Bread intolerance is driving me crazy to the point of guilt.Because I have bread intolerance I am doing both the gluten test panel and the yeast sensitivity. http://www.enterolab.com/Information_About...ten_sensitivity I know I shouldn't be like this. It just causes gas while other people have more incapicitating problems. Does anyone have any comments on this test?


----------



## Mike NoLomotil (Jun 6, 2000)

The test is a valid assay for what is assays. Gluten intolernace, however, is not the sole (or even in many patients the primary) source of gastrointestinal sysmpotms from food and chemcial intolerances. So this is a valid test to take to rule-in or rule-out this particular form of "food intolerence".However, research has shown many times that patients with the types of symptoms which are diagnosed as "diarrheic prone IBS" or "cyclic diarrhea and constipation" IBS will test negative for food allergies (no circualting antibodies) and negative for gluten sensitivity but then siffere an inflammatory reaction in the small bowel which results in their general symptoms. And the array of possible foods is the entire diet...from one or two meats or vegetables or fruits to a whole bunch. Depends on the person.So I would not discourage one from being tested. Just do not be disappointed if it does not solve the whole problem.
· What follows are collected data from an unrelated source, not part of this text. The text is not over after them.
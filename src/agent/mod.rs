//! The bot side of the game.
//!
//! The engine hands the bot a [`HandRecord`] whenever it has to act and a
//! [`HandOutcome`] when a hand is over. [`BountyAgent`] estimates hand
//! strength, feeds it through the [`DecisionPolicy`] and checks the result
//! is something the engine will accept.
mod action;
mod bounty_agent;
#[cfg(feature = "serde")]
mod config;
mod errors;
mod policy;
mod record;

use crate::bounty::HandOutcome;

/// The lifecycle the game engine drives a bot through.
///
/// Calls arrive in order: `handle_new_round`, then any number of
/// `get_action`, then `handle_round_over`. Hand numbers start at 1.
pub trait Bot {
    /// A new hand is about to be dealt.
    fn handle_new_round(&mut self, hand_number: u32);

    /// Choose an action for the current decision point.
    ///
    /// An error means the record and the returned action couldn't be made
    /// consistent. The caller decides what to send the engine in that case.
    fn get_action(&mut self, record: &HandRecord) -> Result<Action, AgentError>;

    /// The hand is over. This is the only place the bot gets to learn.
    fn handle_round_over(&mut self, outcome: &HandOutcome);

    fn name(&self) -> &str;
}

pub use action::{Action, ActionKind, LegalActions, RaiseBounds};
pub use bounty_agent::BountyAgent;
#[cfg(feature = "serde")]
pub use config::{AgentConfig, AgentConfigError};
pub use errors::AgentError;
pub use policy::{
    Decision, DecisionContext, DecisionPolicy, FoldTier, PolicyConfig, RuleFired,
};
pub use record::{HandRecord, HandRecordBuilder};
//! Tracking the opponent's hidden bounty rank.
//!
//! Every player is assigned a bounty rank that stays fixed for an epoch of
//! hands. Ours is known, the opponent's never is. What we can see is whether
//! their bounty was hit at the end of a hand and which cards were shown.
//! [`BountyTracker`] turns those observations into a shrinking
//! [`BeliefSet`] of ranks the opponent's bounty could still be.

/// The set of candidate ranks.
mod belief;
/// Export `BeliefSet`
pub use self::belief::BeliefSet;

/// The end of hand information the tracker learns from.
mod outcome;
/// Export `HandOutcome`
pub use self::outcome::HandOutcome;

/// Epoch aware belief updates.
mod tracker;
/// Export `BountyTracker` and `BeliefState`
pub use self::tracker::{BeliefState, BountyTracker, DEFAULT_EPOCH_LENGTH};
At least you may get a piece of it...or rule it our.MNL


----------



## bonniei (Jan 25, 2001)

Thanks Mike NL. I posted a thread on the main BB which I addressed to you when I "saw" you before thinking of checking this thread out.


----------



## bonniei (Jan 25, 2001)

Mike why do you say it is a valid test?I did the Eneterolab test and gluten, tissue transglutamase, egg, milk and yeast sensitivity all came out positive. How can that be? Sounds like there is something terribly wrong with the test.These are the numbersGluten 28 Tissue trans gluatamase21Milk 25 egg19 yeast 21 . They did not reveal the units as it is trademarked. They said anything over 10 was positive. Only fat turned to be negative. I had done the traditional test for malabsorption and had a a diet high in fat and it had turned out negative.So atleast there is a match there. What does it mean? Any insight from anyone would be appreciated.


----------



## Mike NoLomotil (Jun 6, 2000)

The probelm with Oral Tolerance is that it is a very complicated gastroimmune process that evn in its normative state is stuill being studied as it is not well understood. its only in the last 8-9 years that enough reserch has been done to even begin to pie4ce toegther some of the mechanisms.When you look at it, the complication is not only understanding how the gut and the gut immunocytes and systemic immunocytes work together to process antigens, and to keep us from reactiong to foods as if they are pathogens, but the process is also dependent on the proper digestive processing (digeation) of foods into antigen-components the immune system is designed to be able to identify as safe.Anything which disrupts that process will not only eleicit problems from the primary dysfunction (like lactose intolerance or fructose intolerance) borad carbohydrate dysuction can occur when the gut flora is disrupted.And then what is any persons normal flora? How do we know if that is at the root of the probelm and if so how to corect it? If you don't even know what normal temperature is how would you tell someone has a fever?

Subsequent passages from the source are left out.